> **Work request**:
Wherever the word "Duration" occurs in the listing below, copy that whole line.

> **Data shown**:

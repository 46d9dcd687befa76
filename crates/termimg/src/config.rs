use std::{num::NonZeroU32, time::Duration};

use crate::{
    Backend,
    error::{Error, Result},
};

/// which backends a render is allowed to pick from
#[derive(Debug, Clone, Copy, PartialEq, Eq)]
pub struct BackendSet {
    pub iterm: bool,
    pub kitty: bool,
    pub sixel: bool,
    pub blocks: bool,
}

impl BackendSet {
    /// every backend enabled, auto detect picks one
    pub fn all() -> Self {
        BackendSet {
            iterm: true,
            kitty: true,
            sixel: true,
            blocks: true,
        }
    }

    pub fn none() -> Self {
        BackendSet {
            iterm: false,
            kitty: false,
            sixel: false,
            blocks: false,
        }
    }

    pub fn only(backend: Backend) -> Self {
        let mut set = Self::none();
        set.enable(backend);
        set
    }

    /// parses a backend name (case insensitive) into a set with only that backend enabled
    /// # example:
    /// ```
    /// use termimg::{Backend, config::BackendSet};
    ///
    /// let set = BackendSet::from_name("Sixel").unwrap();
    /// assert_eq!(set, BackendSet::only(Backend::Sixel));
    /// assert!(BackendSet::from_name("vt340").is_err());
    /// ```
    pub fn from_name(name: &str) -> Result<Self> {
        Ok(Self::only(name.parse()?))
    }

    pub fn enable(&mut self, backend: Backend) {
        match backend {
            Backend::Iterm => self.iterm = true,
            Backend::Kitty => self.kitty = true,
            Backend::Sixel => self.sixel = true,
            Backend::Blocks => self.blocks = true,
        }
    }

    pub fn contains(&self, backend: Backend) -> bool {
        match backend {
            Backend::Iterm => self.iterm,
            Backend::Kitty => self.kitty,
            Backend::Sixel => self.sixel,
            Backend::Blocks => self.blocks,
        }
    }
}

impl Default for BackendSet {
    fn default() -> Self {
        Self::all()
    }
}

/// The two default behaviours a renderer can start from.
/// `Probed` enables every backend and detects kitty from `TERM`,
/// `Minimal` only enables blocks and never reports kitty support.
#[derive(Debug, Clone, Copy, PartialEq, Eq, Default)]
pub enum Profile {
    #[default]
    Probed,
    Minimal,
}

#[derive(Debug, Clone)]
pub struct RenderConfig {
    pub backends: BackendSet,
    pub profile: Profile,
    /// move the cursor to (x, y) before printing
    pub absolute: bool,
    /// column, 1-indexed
    pub x: u16,
    /// row, 1-indexed
    pub y: u16,
    pub width: Option<NonZeroU32>,
    pub height: Option<NonZeroU32>,
    pub preserve_aspect_ratio: bool,
    /// how long to wait for the terminal to answer a device attributes query.
    /// `None` waits forever.
    pub probe_timeout: Option<Duration>,
}

pub const DEFAULT_PROBE_TIMEOUT: Duration = Duration::from_secs(1);

impl Default for RenderConfig {
    fn default() -> Self {
        RenderConfig {
            backends: BackendSet::all(),
            profile: Profile::Probed,
            absolute: false,
            x: 0,
            y: 0,
            width: None,
            height: None,
            preserve_aspect_ratio: true,
            probe_timeout: Some(DEFAULT_PROBE_TIMEOUT),
        }
    }
}

impl RenderConfig {
    /// blocks only, kitty is never detected
    pub fn minimal() -> Self {
        RenderConfig {
            backends: BackendSet::only(Backend::Blocks),
            profile: Profile::Minimal,
            ..Default::default()
        }
    }

    /// restricts the render to a single named backend
    pub fn with_backend(mut self, name: &str) -> Result<Self> {
        self.backends = BackendSet::from_name(name)?;
        Ok(self)
    }

    /// sets the width hint, 0 is rejected
    pub fn with_width(mut self, width: u32) -> Result<Self> {
        self.width = Some(NonZeroU32::new(width).ok_or(Error::InvalidDimension("width"))?);
        Ok(self)
    }

    /// sets the height hint, 0 is rejected
    pub fn with_height(mut self, height: u32) -> Result<Self> {
        self.height = Some(NonZeroU32::new(height).ok_or(Error::InvalidDimension("height"))?);
        Ok(self)
    }

    pub fn with_position(mut self, x: u16, y: u16) -> Self {
        self.absolute = true;
        self.x = x;
        self.y = y;
        self
    }

    pub fn with_preserve_aspect_ratio(mut self, preserve: bool) -> Self {
        self.preserve_aspect_ratio = preserve;
        self
    }

    pub fn with_probe_timeout(mut self, timeout: Option<Duration>) -> Self {
        self.probe_timeout = timeout;
        self
    }

    /// where the cursor should be moved before printing, if anywhere
    pub fn position(&self) -> Option<(u16, u16)> {
        self.absolute.then_some((self.x, self.y))
    }
}

#[cfg(test)]
mod tests {
    use super::*;

    #[test]
    fn test_defaults_enable_everything() {
        let cfg = RenderConfig::default();
        assert_eq!(cfg.backends, BackendSet::all());
        assert_eq!(cfg.profile, Profile::Probed);
        assert!(cfg.preserve_aspect_ratio);
        assert!(!cfg.absolute);
        assert!(cfg.width.is_none() && cfg.height.is_none());
    }

    #[test]
    fn test_minimal_only_blocks() {
        let cfg = RenderConfig::minimal();
        assert_eq!(cfg.backends, BackendSet::only(Backend::Blocks));
        assert_eq!(cfg.profile, Profile::Minimal);
    }

    #[test]
    fn test_with_backend_is_case_insensitive() {
        let cfg = RenderConfig::default().with_backend("ITERM").unwrap();
        assert_eq!(cfg.backends, BackendSet::only(Backend::Iterm));
    }

    #[test]
    fn test_unknown_backend() {
        let err = RenderConfig::default().with_backend("ascii").unwrap_err();
        assert!(matches!(err, Error::UnknownBackend(name) if name == "ascii"));
    }

    #[test]
    fn test_zero_dimensions_rejected() {
        assert!(matches!(
            RenderConfig::default().with_width(0),
            Err(Error::InvalidDimension("width"))
        ));
        assert!(matches!(
            RenderConfig::default().with_height(0),
            Err(Error::InvalidDimension("height"))
        ));
        let cfg = RenderConfig::default()
            .with_width(100)
            .and_then(|c| c.with_height(50))
            .unwrap();
        assert_eq!(cfg.width.map(NonZeroU32::get), Some(100));
        assert_eq!(cfg.height.map(NonZeroU32::get), Some(50));
    }

    #[test]
    fn test_position() {
        assert_eq!(RenderConfig::default().position(), None);
        assert_eq!(
            RenderConfig::default().with_position(3, 7).position(),
            Some((3, 7))
        );
    }
}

> **Response to the exercise**:
use std::{num::NonZeroU32, time::Duration};
    pub probe_timeout: Option<Duration>,
pub const DEFAULT_PROBE_TIMEOUT: Duration = Duration::from_secs(1);
    pub fn with_probe_timeout(mut self, timeout: Option<Duration>) -> Self {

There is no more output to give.